Taking the fight to arthritis
Five years ago I was diagnosed with rheumatoid arthritis (RA). The jury is still out as to whether I really have it since after various tests, here and abroad, I have never tested positive. I was diagnosed based on symptoms. Although I like to tell myself that I do not have RA (optimistic bias on my part), I have taken some steps to treat it - lifestyle strategies and prescription medication.
Rheumatoid arthritis is different from the most common form of arthritis, osteoarthritis, the wear-and-tear arthritis which usually troubles older people in their hips, knees and ankles. Rheumatoid arthritis is an auto-immune disease. Simply put, 'auto-immune' implies that our immune system, designed to protect us against germs, cannot tell the difference between these foreign invaders and our own body cells.
System attacks itself
Our system goes haywire and attacks our own cells; the body turns against itself. In the case of RA, the joints are attacked. This 'mistaken identity' can cause severe damage. Untreated, the joint deteriorates, becoming weak, crooked and out of line. The damage is not always confined to joints - RA may wreak havoc on the eyes, heart and lungs.
One in every 100 persons has RA. It affects more women than men and symptoms normally appear between age 20 and 50, although children can have it. The specific cause remains unknown but it can run in families.
Signs of war
RA makes its presence known in different ways:
Dull ache, soreness or stiffness in two matching joints (both sides of the body) especially upon awaking or after a period of inactivity; pain lasting more than an hour.
Fatigue, fever, general malaise and anaemia.
Joint damage seen on X-ray
Blood testing positive for rheumatoid factor, a protein substance.
An RA specialist (rheumatologist) is the best person to make the diagnosis, since there are other disease conditions with symptoms that resemble RA.
Fighting all the way
Although there is no cure for RA, treating it helps us to lead an active and productive life without disability.

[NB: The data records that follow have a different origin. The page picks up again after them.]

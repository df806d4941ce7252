//! # Vocabulary Types

use compact_str::CompactString;

use crate::types::IkHashMap;

/// `[(key, sorted values)]` layout, sorted lexicographically on key.
///
/// This two-level sort order is the contract that fixes the tag-vector
/// layout; it must not drift between builds over the same corpus.
///
/// ## Style Hints
/// Instance names should prefer `all_tag_values`.
pub type TagValueLayout = Vec<(CompactString, Vec<CompactString>)>;

/// `{ key -> usize }` map.
///
/// ## Style Hints
/// Instance names should prefer `tag_index_map`.
pub type TagIndexMap = IkHashMap<CompactString, usize>;

/// `{ key -> { value -> usize } }` map.
///
/// ## Style Hints
/// Instance names should prefer `tag_value_index_map`.
pub type TagValueIndexMap = IkHashMap<CompactString, TagIndexMap>;

/// `{ char -> usize }` map.
///
/// ## Style Hints
/// Instance names should prefer `char_index_map`, or `tag_char_index_map`.
pub type CharIndexMap = IkHashMap<char, usize>;
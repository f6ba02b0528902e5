//! Application state shared across all handlers and middleware.

use std::sync::Arc;

use workforce_auth::jwt::{JwtDecoder, JwtEncoder};
use workforce_auth::password::{PasswordHasher, PasswordValidator};
use workforce_auth::rbac::RbacEnforcer;
use workforce_core::config::AppConfig;
use workforce_core::error::AppError;
use workforce_database::repositories::Repositories;
use workforce_service::{
    AuthService, DepartmentService, EmployeeDirectory, LeaveService, SalaryService,
    SettingService,
};

/// Application state containing all shared dependencies.
///
/// Passed to every Axum handler via `State<AppState>`.
/// All fields are `Arc`-wrapped for cheap cloning across tasks.
#[derive(Debug, Clone)]
pub struct AppState {
    // ── Configuration ────────────────────────────────────────
    /// Application configuration
    pub config: Arc<AppConfig>,

    // ── Persistence ──────────────────────────────────────────
    /// Repository handles (PostgreSQL or in-memory)
    pub repos: Repositories,

    // ── Services ─────────────────────────────────────────────
    /// Login, verification, refresh
    pub auth_service: Arc<AuthService>,
    /// Employee directory
    pub employee_directory: Arc<EmployeeDirectory>,
    /// Leave request engine
    pub leave_service: Arc<LeaveService>,
    /// Department administration
    pub department_service: Arc<DepartmentService>,
    /// Salary records
    pub salary_service: Arc<SalaryService>,
    /// Account settings
    pub setting_service: Arc<SettingService>,
}

impl AppState {
    /// Wires every service on top of the given repositories.
    pub fn new(config: AppConfig, repos: Repositories) -> Result<Self, AppError> {
        let password_hasher = Arc::new(PasswordHasher::new(&config.auth.argon2)?);
        let password_validator = Arc::new(PasswordValidator::new(&config.auth));
        let jwt_encoder = Arc::new(JwtEncoder::new(&config.auth));
        let jwt_decoder = Arc::new(JwtDecoder::new(&config.auth));
        let rbac_enforcer = Arc::new(RbacEnforcer);

        let auth_service = Arc::new(AuthService::new(
            Arc::clone(&repos.accounts),
            Arc::clone(&password_hasher),
            jwt_encoder,
            jwt_decoder,
        ));
        let employee_directory = Arc::new(EmployeeDirectory::new(
            Arc::clone(&repos.employees),
            Arc::clone(&repos.departments),
            Arc::clone(&password_hasher),
            Arc::clone(&password_validator),
            Arc::clone(&rbac_enforcer),
        ));
        let leave_service = Arc::new(LeaveService::new(
            Arc::clone(&repos.leaves),
            Arc::clone(&employee_directory),
            Arc::clone(&rbac_enforcer),
        ));
        let department_service = Arc::new(DepartmentService::new(
            Arc::clone(&repos.departments),
            Arc::clone(&rbac_enforcer),
        ));
        let salary_service = Arc::new(SalaryService::new(
            Arc::clone(&repos.salaries),
            Arc::clone(&employee_directory),
            Arc::clone(&rbac_enforcer),
        ));
        let setting_service = Arc::new(SettingService::new(
            Arc::clone(&repos.accounts),
            password_hasher,
            password_validator,
        ));

        Ok(Self {
            config: Arc::new(config),
            repos,
            auth_service,
            employee_directory,
            leave_service,
            department_service,
            salary_service,
            setting_service,
        })
    }
}
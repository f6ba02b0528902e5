//! Account repository.

use async_trait::async_trait;
use sqlx::PgPool;

use workforce_core::error::{AppError, ErrorKind};
use workforce_core::result::AppResult;
use workforce_core::types::AccountId;
use workforce_entity::account::{Account, CreateAccount};

/// Credential store: accounts looked up by key or email.
#[async_trait]
pub trait AccountRepository: Send + Sync {
    /// Find an account by primary key.
    async fn find_by_id(&self, id: AccountId) -> AppResult<Option<Account>>;
    /// Find an account by its exact email.
    async fn find_by_email(&self, email: &str) -> AppResult<Option<Account>>;
    /// Insert a standalone account (used for admins without a profile).
    async fn create(&self, data: &CreateAccount) -> AppResult<Account>;
    /// Replace an account's password hash.
    async fn update_password(&self, id: AccountId, password_hash: &str) -> AppResult<()>;
    /// All accounts, oldest first.
    async fn list(&self) -> AppResult<Vec<Account>>;
}

/// PostgreSQL-backed [`AccountRepository`].
#[derive(Debug, Clone)]
pub struct PgAccountRepository {
    pool: PgPool,
}

impl PgAccountRepository {
    /// Create a new account repository.
    pub fn new(pool: PgPool) -> Self {
        Self { pool }
    }
}

/// Map insert failures on `accounts` to domain errors.
pub(crate) fn map_account_insert_error(e: sqlx::Error, email: &str) -> AppError {
    match e {
        sqlx::Error::Database(ref db) if db.constraint() == Some("accounts_email_key") => {
            AppError::conflict(format!("Email '{email}' is already registered"))
        }
        _ => AppError::with_source(ErrorKind::Database, "Failed to create account", e),
    }
}

#[async_trait]
impl AccountRepository for PgAccountRepository {
    async fn find_by_id(&self, id: AccountId) -> AppResult<Option<Account>> {
        sqlx::query_as::<_, Account>("SELECT * FROM accounts WHERE id = $1")
            .bind(id)
            .fetch_optional(&self.pool)
            .await
            .map_err(|e| {
                AppError::with_source(ErrorKind::Database, "Failed to find account by id", e)
            })
    }

    async fn find_by_email(&self, email: &str) -> AppResult<Option<Account>> {
        sqlx::query_as::<_, Account>("SELECT * FROM accounts WHERE email = $1")
            .bind(email)
            .fetch_optional(&self.pool)
            .await
            .map_err(|e| {
                AppError::with_source(ErrorKind::Database, "Failed to find account by email", e)
            })
    }

    async fn create(&self, data: &CreateAccount) -> AppResult<Account> {
        sqlx::query_as::<_, Account>(
            "INSERT INTO accounts (id, email, password_hash, name, role, profile_image) \
             VALUES ($1, $2, $3, $4, $5, $6) \
             RETURNING *",
        )
        .bind(AccountId::new())
        .bind(&data.email)
        .bind(&data.password_hash)
        .bind(&data.name)
        .bind(data.role)
        .bind(&data.profile_image)
        .fetch_one(&self.pool)
        .await
        .map_err(|e| map_account_insert_error(e, &data.email))
    }

    async fn update_password(&self, id: AccountId, password_hash: &str) -> AppResult<()> {
        let result =
            sqlx::query("UPDATE accounts SET password_hash = $2, updated_at = NOW() WHERE id = $1")
                .bind(id)
                .bind(password_hash)
                .execute(&self.pool)
                .await
                .map_err(|e| {
                    AppError::with_source(ErrorKind::Database, "Failed to update password", e)
                })?;

        if result.rows_affected() == 0 {
            return Err(AppError::not_found(format!("Account {id} not found")));
        }
        Ok(())
    }

    async fn list(&self) -> AppResult<Vec<Account>> {
        sqlx::query_as::<_, Account>("SELECT * FROM accounts ORDER BY created_at ASC")
            .fetch_all(&self.pool)
            .await
            .map_err(|e| AppError::with_source(ErrorKind::Database, "Failed to list accounts", e))
    }
}
//! Account entity model.

use chrono::{DateTime, Utc};
use serde::{Deserialize, Serialize};
use sqlx::FromRow;
use workforce_core::types::AccountId;

use super::role::Role;

/// A login identity. At most one employee profile references it.
#[derive(Debug, Clone, Serialize, Deserialize, FromRow)]
#[serde(rename_all = "camelCase")]
pub struct Account {
    /// Storage key.
    pub id: AccountId,
    /// Unique login email.
    pub email: String,
    /// Argon2 password hash.
    #[serde(skip_serializing, default)]
    pub password_hash: String,
    /// Display name.
    pub name: String,
    /// Role used for authorization decisions.
    pub role: Role,
    /// Reference to an uploaded profile image, if any.
    pub profile_image: Option<String>,
    /// When the account was created.
    pub created_at: DateTime<Utc>,
    /// When the account was last updated.
    pub updated_at: DateTime<Utc>,
}

impl Account {
    /// Check if this account has admin privileges.
    pub fn is_admin(&self) -> bool {
        self.role.is_admin()
    }

    /// Strip credentials, leaving what request handlers may see.
    pub fn identity(&self) -> AccountIdentity {
        AccountIdentity {
            id: self.id,
            email: self.email.clone(),
            name: self.name.clone(),
            role: self.role,
            profile_image: self.profile_image.clone(),
        }
    }
}

/// Verified caller identity; never carries the password hash.
#[derive(Debug, Clone, PartialEq, Eq, Serialize, Deserialize)]
#[serde(rename_all = "camelCase")]
pub struct AccountIdentity {
    /// Account storage key.
    pub id: AccountId,
    /// Login email.
    pub email: String,
    /// Display name.
    pub name: String,
    /// Stored role.
    pub role: Role,
    /// Profile image reference.
    pub profile_image: Option<String>,
}

/// Data required to create a new account.
#[derive(Debug, Clone)]
pub struct CreateAccount {
    /// Login email, matched exactly on lookup.
    pub email: String,
    /// Pre-hashed password.
    pub password_hash: String,
    /// Display name.
    pub name: String,
    /// Assigned role.
    pub role: Role,
    /// Profile image reference.
    pub profile_image: Option<String>,
}

#[cfg(test)]
mod tests {
    use super::*;

    #[test]
    fn test_hash_never_serialized() {
        let now = Utc::now();
        let account = Account {
            id: AccountId::new(),
            email: "a@example.com".into(),
            password_hash: "$argon2id$secret".into(),
            name: "A".into(),
            role: Role::Employee,
            profile_image: None,
            created_at: now,
            updated_at: now,
        };
        let json = serde_json::to_string(&account).unwrap();
        assert!(!json.contains("argon2"));
        assert!(json.contains("createdAt"));
        assert_eq!(account.identity().email, "a@example.com");
    }
}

Lifestyle strategies - resting the body and joints is just as important as exercising and getting physical therapy. A diet low in animal fats (meat and dairy products) and rich in omega-3 fish oil (fish such as tuna, mackerel and salmon) and linseed (flaxseed), green soya beans, plant foods such as vegetables and fruits, wholegrain bread and nuts works against inflammation. Nutritional backup includes fish oil capsules, selenium (200 micro-grams daily), vitamins C (600mg daily) and E (400 IU daily).
Medications are the first line of defence against RA but they all carry potential side effects such as stomach upset, reduced resistance to infection and blood-cell disorders. Medications include anti-inflammatory painkillers (such as aspirin, piroxicam and ibuprofen); steroids such as prednisone have been shown to reduce bone damage in early RA and disease-modifying anti-rheumatic drugs like gold, methotrexate, hydroxy-chloroquine and leflunomide influence the immune system to reduce inflammation and joint damage. Biologic response modifiers are the new kids on the block; they include adalimumab, etanercept and infliximab.
Many of these are grossly expensive, but help is here - the National Health Fund subsidises the cost of RA treatment.